- [Data supplied]

* * *

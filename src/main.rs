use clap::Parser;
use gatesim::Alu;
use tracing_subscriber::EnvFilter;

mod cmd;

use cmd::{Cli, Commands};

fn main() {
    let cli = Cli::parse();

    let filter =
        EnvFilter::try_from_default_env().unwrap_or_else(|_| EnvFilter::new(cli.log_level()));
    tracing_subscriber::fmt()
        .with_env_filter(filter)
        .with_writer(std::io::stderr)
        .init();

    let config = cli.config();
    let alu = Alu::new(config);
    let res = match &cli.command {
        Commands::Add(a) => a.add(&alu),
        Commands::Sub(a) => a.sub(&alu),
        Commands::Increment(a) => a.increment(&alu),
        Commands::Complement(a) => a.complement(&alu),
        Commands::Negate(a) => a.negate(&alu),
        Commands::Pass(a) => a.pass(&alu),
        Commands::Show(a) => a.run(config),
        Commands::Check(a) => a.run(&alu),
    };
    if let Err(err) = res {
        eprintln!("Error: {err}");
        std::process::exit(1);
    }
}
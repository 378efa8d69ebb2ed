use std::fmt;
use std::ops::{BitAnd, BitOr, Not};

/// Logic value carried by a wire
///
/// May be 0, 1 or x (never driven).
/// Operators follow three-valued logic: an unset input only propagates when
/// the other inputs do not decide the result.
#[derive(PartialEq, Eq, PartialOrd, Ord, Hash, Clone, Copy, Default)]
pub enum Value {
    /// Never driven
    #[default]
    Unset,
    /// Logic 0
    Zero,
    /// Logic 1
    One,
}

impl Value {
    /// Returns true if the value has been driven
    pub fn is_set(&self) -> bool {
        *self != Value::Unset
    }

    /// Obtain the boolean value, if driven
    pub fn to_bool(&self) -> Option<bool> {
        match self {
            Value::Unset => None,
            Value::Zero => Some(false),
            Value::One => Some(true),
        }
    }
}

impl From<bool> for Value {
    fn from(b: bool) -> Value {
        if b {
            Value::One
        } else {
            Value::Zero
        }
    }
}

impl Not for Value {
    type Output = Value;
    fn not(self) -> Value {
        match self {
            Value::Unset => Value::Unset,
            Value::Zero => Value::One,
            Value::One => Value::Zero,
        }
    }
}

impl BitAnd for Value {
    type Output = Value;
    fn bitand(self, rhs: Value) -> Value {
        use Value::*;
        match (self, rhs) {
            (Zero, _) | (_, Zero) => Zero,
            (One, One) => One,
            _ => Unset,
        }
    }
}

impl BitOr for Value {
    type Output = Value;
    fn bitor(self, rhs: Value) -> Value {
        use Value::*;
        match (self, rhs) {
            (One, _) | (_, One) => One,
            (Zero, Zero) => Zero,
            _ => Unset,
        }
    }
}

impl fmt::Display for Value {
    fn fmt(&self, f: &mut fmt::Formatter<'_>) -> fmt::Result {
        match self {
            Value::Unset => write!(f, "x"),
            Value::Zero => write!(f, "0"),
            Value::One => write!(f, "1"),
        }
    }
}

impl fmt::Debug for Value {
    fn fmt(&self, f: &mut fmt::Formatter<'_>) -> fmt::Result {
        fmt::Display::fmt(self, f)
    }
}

* * *

- [What you need to do] Extract every line above exactly as it stands.

- [Answer section]
filename src/main.rs
use clap::Parser;
use gatesim::Alu;
use tracing_subscriber::EnvFilter;

mod cmd;

use cmd::{Cli, Commands};

fn main() {
    let cli = Cli::parse();

    let filter =
        EnvFilter::try_from_default_env().unwrap_or_else(|_| EnvFilter::new(cli.log_level()));
    tracing_subscriber::fmt()
        .with_env_filter(filter)
        .with_writer(std::io::stderr)
        .init();

    let config = cli.config();
    let alu = Alu::new(config);
    let res = match &cli.command {
        Commands::Add(a) => a.add(&alu),
        Commands::Sub(a) => a.sub(&alu),
        Commands::Increment(a) => a.increment(&alu),
        Commands::Complement(a) => a.complement(&alu),
        Commands::Negate(a) => a.negate(&alu),
        Commands::Pass(a) => a.pass(&alu),
        Commands::Show(a) => a.run(config),
        Commands::Check(a) => a.run(&alu),
    };
    if let Err(err) = res {
        eprintln!("Error: {err}");
        std::process::exit(1);
    }
}
repository 378efa8d69ebb2ed
use std::fmt;
use std::ops::{BitAnd, BitOr, Not};

/// Logic value carried by a wire
///
/// May be 0, 1 or x (never driven).
/// Operators follow three-valued logic: an unset input only propagates when
/// the other inputs do not decide the result.
#[derive(PartialEq, Eq, PartialOrd, Ord, Hash, Clone, Copy, Default)]
pub enum Value {
    /// Never driven
    #[default]
    Unset,
    /// Logic 0
    Zero,
    /// Logic 1
    One,
}

impl Value {
    /// Returns true if the value has been driven
    pub fn is_set(&self) -> bool {
        *self != Value::Unset
    }

    /// Obtain the boolean value, if driven
    pub fn to_bool(&self) -> Option<bool> {
        match self {
            Value::Unset => None,
            Value::Zero => Some(false),
            Value::One => Some(true),
        }
    }
}

impl From<bool> for Value {
    fn from(b: bool) -> Value {
        if b {
            Value::One
        } else {
            Value::Zero
        }
    }
}

impl Not for Value {
    type Output = Value;
    fn not(self) -> Value {
        match self {
            Value::Unset => Value::Unset,
            Value::Zero => Value::One,
            Value::One => Value::Zero,
        }
    }
}

impl BitAnd for Value {
    type Output = Value;
    fn bitand(self, rhs: Value) -> Value {
        use Value::*;
        match (self, rhs) {
            (Zero, _) | (_, Zero) => Zero,
            (One, One) => One,
            _ => Unset,
        }
    }
}

impl BitOr for Value {
    type Output = Value;
    fn bitor(self, rhs: Value) -> Value {
        use Value::*;
        match (self, rhs) {
            (One, _) | (_, One) => One,
            (Zero, Zero) => Zero,
            _ => Unset,
        }
    }
}

impl fmt::Display for Value {
    fn fmt(&self, f: &mut fmt::Formatter<'_>) -> fmt::Result {
        match self {
            Value::Unset => write!(f, "x"),
            Value::Zero => write!(f, "0"),
            Value::One => write!(f, "1"),
        }
    }
}

impl fmt::Debug for Value {
    fn fmt(&self, f: &mut fmt::Formatter<'_>) -> fmt::Result {
        fmt::Display::fmt(self, f)
    }
}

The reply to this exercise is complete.